Flaviano, su sucesor, envía mensajeros a Félix asegurándole que no
estaría en comunión con Pedro III. Pero al Papa percatarse que esto no
era cierto, continua el cisma. Eutimio, el sucesor de Flaviano, al
morir Pedro III también procura la comunión con Roma. Pero el Papa se
rehúsa, ya que Eutimio no removía los nombres de sus dos predecesores
de los trisagios litúrgicos. Este cisma, conocido como el cisma de
Acacio, no fue sanado hasta el 518 durante el reino de Justiniano.

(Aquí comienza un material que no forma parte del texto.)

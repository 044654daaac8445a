//! ProcessLock — cooperative cross-process exclusion for the ledger.

use std::fs::{File, OpenOptions};
use std::path::{Path, PathBuf};

use fs2::FileExt;
use tracing::{info, warn};

use crate::error::{StateError, StateResult};

/// Exclusive advisory file lock held for the whole process lifetime.
///
/// Prevents two scheduler instances from mutating the same ledger; the
/// loser of the race gets `StateError::Locked` and should exit
/// immediately. The OS releases the lock if the process dies, so a
/// crashed scheduler never wedges its successor.
pub struct ProcessLock {
    file: File,
    path: PathBuf,
}

impl ProcessLock {
    /// Try to take the lock, failing fast if another instance holds it.
    pub fn acquire(path: &Path) -> StateResult<Self> {
        let file = OpenOptions::new()
            .create(true)
            .truncate(false)
            .write(true)
            .open(path)?;
        file.try_lock_exclusive()
            .map_err(|_| StateError::Locked(path.to_path_buf()))?;
        info!(?path, "ledger lock acquired");
        Ok(Self {
            file,
            path: path.to_path_buf(),
        })
    }
}

impl Drop for ProcessLock {
    fn drop(&mut self) {
        if let Err(e) = fs2::FileExt::unlock(&self.file) {
            warn!(path = ?self.path, error = %e, "failed to release ledger lock");
        }
        // The file is left in place. Unlinking it would let a third
        // instance lock a fresh inode at the same path while a second
        // still holds the old one; the advisory lock is the contract,
        // an empty leftover file is harmless.
    }
}

#[cfg(test)]
mod tests {
    use super::*;

    #[test]
    fn acquire_and_release() {
        let dir = tempfile::tempdir().unwrap();
        let path = dir.path().join("attempts.lock");

        let lock = ProcessLock::acquire(&path).unwrap();
        drop(lock);

        // The file stays behind; only the lock is released, so the
        // same path can be taken again.
        assert!(path.exists());
        let _again = ProcessLock::acquire(&path).unwrap();
    }

    #[test]
    fn second_acquire_fails_while_held() {
        let dir = tempfile::tempdir().unwrap();
        let path = dir.path().join("attempts.lock");

        let _held = ProcessLock::acquire(&path).unwrap();
        match ProcessLock::acquire(&path) {
            Err(StateError::Locked(p)) => assert_eq!(p, path),
            Err(e) => panic!("expected Locked error, got {e}"),
            Ok(_) => panic!("second acquire unexpectedly succeeded"),
        }
    }
}
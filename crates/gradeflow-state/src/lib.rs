//! gradeflow-state — the durable attempt ledger.
//!
//! Backed by [redb](https://docs.rs/redb): one table mapping submitter
//! name to the JSON-serialized set of graded version numbers. The
//! ledger is held in memory as the source of truth during a run and
//! flushed after every scheduling cycle, so a committed
//! `record_graded` survives a crash while an in-flight grading run is
//! simply retried on the next scan.
//!
//! A cooperative exclusive file lock (`ProcessLock`) keeps two
//! scheduler instances from mutating the same ledger; the second
//! instance fails fast instead of corrupting state.

pub mod error;
pub mod ledger;
pub mod lock;
pub mod tables;

pub use error::{StateError, StateResult};
pub use ledger::AttemptLedger;
pub use lock::ProcessLock;
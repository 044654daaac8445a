//! gradeflow-dashboard — the static queue status page.
//!
//! Regenerated by the control loop whenever the queue or the worker
//! pool changes: active jobs first (highlighted), then waiting entries
//! in priority order. The page self-refreshes via a meta tag; no
//! server involved, the file is typically committed or served as-is.

use std::path::Path;

use askama::Template;
use chrono::Utc;
use gradeflow_core::QueueEntry;
use tracing::{debug, error};

#[derive(Template)]
#[template(path = "queue.html")]
struct QueuePage {
    generated_at: String,
    refresh_secs: u64,
    rows: Vec<Row>,
}

struct Row {
    submitter: String,
    version: u64,
    tests: String,
    since: String,
    attempts: u32,
    active: bool,
}

impl Row {
    fn from_entry(entry: &QueueEntry, active: bool) -> Self {
        Self {
            submitter: entry.submitter.clone(),
            version: entry.version,
            tests: if entry.test_subset.is_empty() {
                "all".to_string()
            } else {
                entry.test_subset.join(" ")
            },
            since: entry.submitted_at.format("%H:%M:%S").to_string(),
            attempts: entry.attempts,
            active,
        }
    }
}

/// Render the page: active jobs first, then queued entries, which the
/// caller supplies already in priority order.
pub fn render(active: &[QueueEntry], queued: &[QueueEntry], refresh_secs: u64) -> String {
    let rows = active
        .iter()
        .map(|e| Row::from_entry(e, true))
        .chain(queued.iter().map(|e| Row::from_entry(e, false)))
        .collect();
    let page = QueuePage {
        generated_at: Utc::now().format("%Y-%m-%d %H:%M:%S").to_string(),
        refresh_secs,
        rows,
    };
    page.render().unwrap_or_else(|e| {
        error!(error = %e, "failed to render queue page");
        format!("queue page render error: {e}")
    })
}

/// Render and write the page to its configured location.
pub fn write_page(
    path: &Path,
    active: &[QueueEntry],
    queued: &[QueueEntry],
    refresh_secs: u64,
) -> std::io::Result<()> {
    let html = render(active, queued, refresh_secs);
    std::fs::write(path, html)?;
    debug!(?path, active = active.len(), queued = queued.len(), "queue page written");
    Ok(())
}
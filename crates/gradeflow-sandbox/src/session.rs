//! SandboxSession — one isolated network + container group per scenario.

use std::collections::HashMap;
use std::time::Duration;

use bollard::Docker;
use bollard::container::{
    Config, CreateContainerOptions, KillContainerOptions, LogOutput, LogsOptions,
    RemoveContainerOptions, StartContainerOptions, StopContainerOptions, WaitContainerOptions,
};
use bollard::models::{HostConfig, PortBinding};
use bollard::network::CreateNetworkOptions;
use futures_util::stream::StreamExt;
use tracing::{debug, info, warn};
use uuid::Uuid;

use crate::error::{SandboxError, SandboxResult};

/// Label attached to every container and network a session provisions,
/// valued with the session id. The startup sweep keys off it.
pub const SESSION_LABEL: &str = "gradeflow.session";

/// Sentinel exit code recorded when an awaited container hits its
/// timeout. Distinct from every real Docker exit status (0–255).
pub const TIMEOUT_EXIT_CODE: i64 = -1;

/// Grace period given to a container when it is stopped rather than
/// waited on.
const STOP_GRACE_SECS: i64 = 2;

/// Connect to the local Docker daemon.
pub fn connect() -> SandboxResult<Docker> {
    Docker::connect_with_local_defaults().map_err(|e| SandboxError::Connect(e.to_string()))
}

/// Declaration of one container in a scenario. Declaration order is
/// start order.
#[derive(Debug, Clone)]
pub struct ContainerSpec {
    /// Logical name, unique within the scenario.
    pub name: String,
    /// Image reference (name:tag); images are built elsewhere.
    pub image: String,
    /// Command to run; empty uses the image default.
    pub command: Vec<String>,
    /// `(host_port, container_port)` TCP publications.
    pub published_ports: Vec<(u16, u16)>,
    /// Bind mounts in Docker `host:container:mode` form.
    pub volume_binds: Vec<String>,
    /// Extra Linux capabilities to grant.
    pub capabilities: Vec<String>,
}

impl ContainerSpec {
    pub fn new(name: impl Into<String>, image: impl Into<String>) -> Self {
        Self {
            name: name.into(),
            image: image.into(),
            command: Vec::new(),
            published_ports: Vec::new(),
            volume_binds: Vec::new(),
            capabilities: Vec::new(),
        }
    }

    pub fn with_command(mut self, command: impl IntoIterator<Item = impl Into<String>>) -> Self {
        self.command = command.into_iter().map(Into::into).collect();
        self
    }

    pub fn publish_port(mut self, host: u16, container: u16) -> Self {
        self.published_ports.push((host, container));
        self
    }

    pub fn bind(mut self, bind: impl Into<String>) -> Self {
        self.volume_binds.push(bind.into());
        self
    }

    pub fn with_capability(mut self, cap: impl Into<String>) -> Self {
        self.capabilities.push(cap.into());
        self
    }
}

/// What happened to one container in a session.
#[derive(Debug, Clone, PartialEq, Eq)]
pub enum ContainerOutcome {
    /// Not started, or started and not yet waited on.
    Pending,
    /// Exited with this code; `TIMEOUT_EXIT_CODE` means timed out.
    Exited(i64),
    /// Provisioning or wait failed before an exit code existed.
    Error(String),
}

impl ContainerOutcome {
    /// Exit code 0 denotes pass; anything else (sentinel included) is
    /// a fail. The aggregate verdict belongs to the grading harness.
    pub fn passed(&self) -> bool {
        matches!(self, ContainerOutcome::Exited(0))
    }
}

struct SessionContainer {
    spec: ContainerSpec,
    /// Docker id once created.
    id: Option<String>,
    outcome: ContainerOutcome,
}

/// One test-scenario execution: an optional isolated network and an
/// ordered set of containers.
///
/// `cleanup` consumes the session — it can only run once, and the
/// caller keeps ownership through `run` errors so teardown always
/// remains reachable.
pub struct SandboxSession {
    docker: Docker,
    scenario: String,
    session_id: String,
    network: Option<String>,
    containers: Vec<SessionContainer>,
    inter_start_delay: Duration,
}

impl SandboxSession {
    pub fn new(docker: Docker, scenario: impl Into<String>, inter_start_delay: Duration) -> Self {
        Self {
            docker,
            scenario: scenario.into(),
            session_id: Uuid::new_v4().simple().to_string(),
            network: None,
            containers: Vec::new(),
            inter_start_delay,
        }
    }

    pub fn session_id(&self) -> &str {
        &self.session_id
    }

    /// Name the session's network would have.
    pub fn network_name(&self) -> String {
        let sid = &self.session_id[..8];
        format!("gradeflow-net-{}-{sid}", self.scenario)
    }

    fn container_docker_name(&self, logical: &str) -> String {
        let sid = &self.session_id[..8];
        format!("gradeflow-{sid}-{logical}")
    }

    fn labels(&self) -> HashMap<String, String> {
        HashMap::from([(SESSION_LABEL.to_string(), self.session_id.clone())])
    }

    /// Provision the session's isolated network. `internal` denies the
    /// network outbound connectivity.
    pub async fn create_network(&mut self, internal: bool) -> SandboxResult<()> {
        let name = self.network_name();
        let options = CreateNetworkOptions {
            name: name.clone(),
            internal,
            labels: self.labels(),
            ..Default::default()
        };
        self.docker
            .create_network(options)
            .await
            .map_err(|e| SandboxError::Network(e.to_string()))?;
        debug!(network = %name, internal, "sandbox network created");
        self.network = Some(name);
        Ok(())
    }

    /// Declare a container; it is created and started by `run`, in
    /// declaration order.
    pub fn add_container(&mut self, spec: ContainerSpec) -> SandboxResult<()> {
        if self.containers.iter().any(|c| c.spec.name == spec.name) {
            return Err(SandboxError::DuplicateContainer(spec.name));
        }
        self.containers.push(SessionContainer {
            spec,
            id: None,
            outcome: ContainerOutcome::Pending,
        });
        Ok(())
    }

    /// Logical container names in declaration (= start) order.
    pub fn container_names(&self) -> Vec<&str> {
        self.containers.iter().map(|c| c.spec.name.as_str()).collect()
    }

    /// The recorded outcome for a logical container name.
    pub fn outcome(&self, name: &str) -> Option<&ContainerOutcome> {
        self.containers
            .iter()
            .find(|c| c.spec.name == name)
            .map(|c| &c.outcome)
    }

    /// All `(name, outcome)` pairs in declaration order.
    pub fn outcomes(&self) -> Vec<(&str, &ContainerOutcome)> {
        self.containers
            .iter()
            .map(|c| (c.spec.name.as_str(), &c.outcome))
            .collect()
    }

    /// Start every declared container in order, then wait for each one
    /// not named in `no_wait` to exit (bounded by `timeout`), then stop
    /// the `no_wait` ones.
    ///
    /// A timeout is recorded as `TIMEOUT_EXIT_CODE`, not surfaced as an
    /// error. The caller must still invoke `cleanup` afterwards.
    pub async fn run(
        &mut self,
        timeout: Option<Duration>,
        no_wait: &[&str],
    ) -> SandboxResult<()> {
        // Start phase, with the inter-start delay between containers so
        // network services can bind before dependents come up.
        for i in 0..self.containers.len() {
            if i > 0 && !self.inter_start_delay.is_zero() {
                tokio::time::sleep(self.inter_start_delay).await;
            }
            if let Err(e) = self.start_container(i).await {
                self.containers[i].outcome = ContainerOutcome::Error(e.to_string());
                return Err(e);
            }
        }

        // Wait phase.
        for i in 0..self.containers.len() {
            let name = self.containers[i].spec.name.clone();
            if no_wait.contains(&name.as_str()) {
                continue;
            }
            let code = self.wait_container(i, timeout).await;
            self.containers[i].outcome = ContainerOutcome::Exited(code);
            debug!(scenario = %self.scenario, container = %name, code, "container finished");
        }

        // Long-running services get stopped instead of waited on.
        for i in 0..self.containers.len() {
            let name = self.containers[i].spec.name.clone();
            if !no_wait.contains(&name.as_str()) {
                continue;
            }
            let code = self.stop_and_collect(i).await;
            self.containers[i].outcome = ContainerOutcome::Exited(code);
            debug!(scenario = %self.scenario, container = %name, code, "service stopped");
        }

        Ok(())
    }

    /// Captured stdout/stderr of a named container.
    pub async fn logs(&self, name: &str) -> SandboxResult<String> {
        let container = self
            .containers
            .iter()
            .find(|c| c.spec.name == name)
            .ok_or_else(|| SandboxError::UnknownContainer(name.to_string()))?;
        let id = container
            .id
            .as_deref()
            .ok_or_else(|| SandboxError::Container(format!("{name} was never created")))?;

        let options = LogsOptions::<String> {
            stdout: true,
            stderr: true,
            ..Default::default()
        };
        let mut stream = self.docker.logs(id, Some(options));
        let mut out = String::new();
        while let Some(chunk) = stream.next().await {
            match chunk {
                Ok(LogOutput::StdOut { message }) | Ok(LogOutput::StdErr { message }) => {
                    out.push_str(&String::from_utf8_lossy(&message));
                }
                Ok(_) => {}
                Err(e) => return Err(SandboxError::Container(e.to_string())),
            }
        }
        Ok(out)
    }

    /// Force-remove every created container and the session network.
    ///
    /// Consumes the session; call exactly once, on every path out of a
    /// scenario. Teardown keeps going past individual failures so one
    /// stuck container cannot leak the rest.
    pub async fn cleanup(self) -> SandboxResult<()> {
        let mut failures = Vec::new();

        for container in &self.containers {
            let Some(id) = container.id.as_deref() else {
                continue;
            };
            let options = RemoveContainerOptions {
                force: true,
                ..Default::default()
            };
            if let Err(e) = self.docker.remove_container(id, Some(options)).await {
                warn!(container = %container.spec.name, error = %e, "failed to remove container");
                failures.push(format!("container {}: {e}", container.spec.name));
            }
        }

        if let Some(ref network) = self.network {
            if let Err(e) = self.docker.remove_network(network).await {
                warn!(network = %network, error = %e, "failed to remove network");
                failures.push(format!("network {network}: {e}"));
            }
        }

        if failures.is_empty() {
            info!(scenario = %self.scenario, session = %self.session_id, "sandbox cleaned up");
            Ok(())
        } else {
            Err(SandboxError::Cleanup(failures.join("; ")))
        }
    }

    // ── Internal helpers ────────────────────────────────────────────

    async fn start_container(&mut self, index: usize) -> SandboxResult<()> {
        let spec = self.containers[index].spec.clone();
        let docker_name = self.container_docker_name(&spec.name);

        let port_bindings: HashMap<String, Option<Vec<PortBinding>>> = spec
            .published_ports
            .iter()
            .map(|(host, container)| {
                (
                    format!("{container}/tcp"),
                    Some(vec![PortBinding {
                        host_ip: None,
                        host_port: Some(host.to_string()),
                    }]),
                )
            })
            .collect();

        let host_config = HostConfig {
            binds: (!spec.volume_binds.is_empty()).then(|| spec.volume_binds.clone()),
            cap_add: (!spec.capabilities.is_empty()).then(|| spec.capabilities.clone()),
            port_bindings: (!port_bindings.is_empty()).then_some(port_bindings),
            network_mode: self.network.clone(),
            ..Default::default()
        };

        let config = Config {
            image: Some(spec.image.clone()),
            cmd: (!spec.command.is_empty()).then(|| spec.command.clone()),
            labels: Some(self.labels()),
            host_config: Some(host_config),
            ..Default::default()
        };

        let options = CreateContainerOptions {
            name: docker_name.as_str(),
            platform: None,
        };
        let created = self
            .docker
            .create_container(Some(options), config)
            .await
            .map_err(|e| SandboxError::Container(format!("create {}: {e}", spec.name)))?;
        self.containers[index].id = Some(created.id.clone());

        self.docker
            .start_container(&created.id, None::<StartContainerOptions<String>>)
            .await
            .map_err(|e| SandboxError::Container(format!("start {}: {e}", spec.name)))?;
        debug!(scenario = %self.scenario, container = %spec.name, image = %spec.image, "container started");
        Ok(())
    }

    /// Wait for a container to exit, enforcing the timeout. Returns the
    /// exit code, with `TIMEOUT_EXIT_CODE` on expiry.
    async fn wait_container(&self, index: usize, timeout: Option<Duration>) -> i64 {
        let name = &self.containers[index].spec.name;
        let Some(id) = self.containers[index].id.as_deref() else {
            return TIMEOUT_EXIT_CODE;
        };

        let wait = self.collect_exit_code(id);
        match timeout {
            Some(limit) => match tokio::time::timeout(limit, wait).await {
                Ok(code) => code,
                Err(_) => {
                    warn!(container = %name, ?limit, "container timed out, killing");
                    let options = KillContainerOptions { signal: "SIGKILL" };
                    if let Err(e) = self.docker.kill_container(id, Some(options)).await {
                        warn!(container = %name, error = %e, "failed to kill timed-out container");
                    }
                    TIMEOUT_EXIT_CODE
                }
            },
            None => wait.await,
        }
    }

    /// Stop a long-running service container and collect its exit code.
    async fn stop_and_collect(&self, index: usize) -> i64 {
        let name = &self.containers[index].spec.name;
        let Some(id) = self.containers[index].id.as_deref() else {
            return TIMEOUT_EXIT_CODE;
        };
        let options = StopContainerOptions { t: STOP_GRACE_SECS };
        if let Err(e) = self.docker.stop_container(id, Some(options)).await {
            warn!(container = %name, error = %e, "failed to stop service container");
        }
        self.collect_exit_code(id).await
    }

    async fn collect_exit_code(&self, id: &str) -> i64 {
        let options = WaitContainerOptions {
            condition: "not-running",
        };
        let mut stream = self.docker.wait_container(id, Some(options));
        match stream.next().await {
            Some(Ok(response)) => response.status_code,
            // bollard reports non-zero exits as a typed error.
            Some(Err(bollard::errors::Error::DockerContainerWaitError { code, .. })) => code,
            Some(Err(e)) => {
                warn!(container_id = %id, error = %e, "wait failed");
                TIMEOUT_EXIT_CODE
            }
            None => TIMEOUT_EXIT_CODE,
        }
    }
}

En África los vándalos arrianos, Genserico y su hijo Hunerico, han
perseguido la Iglesia por mas de 50 años y expulsan a muchos católicos
al exilio. Cuando se restaura la paz, muchos de aquellos que por temor
cayeron en la herejía y habían sido rebautizados por los arrianos
deseaban retornar a la Iglesia. Al ser rechazados por los que
estuvieron firmes, apelaron a Félix. En 487 este convoca un sínodo y
envía una carta a los obispos de África estipulando las condiciones
para el retorno de estos. Félix muere el 492, habiendo reinado ocho
años, once meses y veintidós días.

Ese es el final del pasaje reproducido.